**YOUR OBJECTIVE**
Copy out, from the data below, each line in which the word "BoxedParser" occurs.

[Stored items]
::::::::
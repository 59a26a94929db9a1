use std::rc::Rc;

use parse_all::{
    calc, choice, deferred, many1, optionally_followed, run_and_report, satisfy, symbol,
    BoxedParser, Func, GrammarError, Parser,
};

fn number() -> BoxedParser<char, i32> {
    many1(satisfy(|c: &char| c.is_ascii_digit()))
        .filter_map(|digits: Vec<char>| digits.into_iter().collect::<String>().parse::<i32>().ok())
        .boxed()
}

/// `next (op next)*`, folded to the left.
fn chain(
    next: BoxedParser<char, i32>,
    ops: &[(char, fn(i32, i32) -> i32)],
) -> BoxedParser<char, i32> {
    let mut step: Option<BoxedParser<char, Func<i32, i32>>> = None;
    for &(op, f) in ops {
        let this = symbol(op)
            .ignore_then(next.clone())
            .map(move |rhs: i32| Rc::new(move |lhs: i32| f(lhs, rhs)) as Func<i32, i32>)
            .boxed();
        step = Some(match step {
            Some(step) => choice(step, this).boxed(),
            None => this,
        });
    }
    match step {
        Some(step) => {
            let steps = many1(step).map(|steps: Vec<Func<i32, i32>>| {
                Rc::new(move |lhs: i32| steps.iter().fold(lhs, |acc, f| f(acc))) as Func<i32, i32>
            });
            optionally_followed(next, steps).boxed()
        }
        None => next,
    }
}

fn expr() -> BoxedParser<char, i32> {
    let term = choice(
        number(),
        symbol('(')
            .ignore_then(deferred(expr))
            .then_ignore(symbol(')')),
    )
    .boxed();
    let mul_expr = chain(term, &[('*', |a, b| a * b), ('/', |a, b| a / b)]);
    chain(mul_expr, &[('+', |a, b| a + b), ('-', |a, b| a - b)])
}

fn main() -> Result<(), GrammarError> {
    let input = "11+2*(3+4)/5";

    // `*` and `/` share a level here, so this reads ((2*(3+4))/5).
    let parser = expr().complete();
    println!("by hand:\n{}", run_and_report(&parser, input));

    let parser = calc::calculator(calc::arithmetic_table()?).complete();
    println!("table:\n{}", run_and_report(&parser, input));
    Ok(())
}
::::::::
**RESULT OF THE TASK**
    BoxedParser, Func, GrammarError, Parser,
fn number() -> BoxedParser<char, i32> {
    next: BoxedParser<char, i32>,
) -> BoxedParser<char, i32> {
    let mut step: Option<BoxedParser<char, Func<i32, i32>>> = None;
fn expr() -> BoxedParser<char, i32> {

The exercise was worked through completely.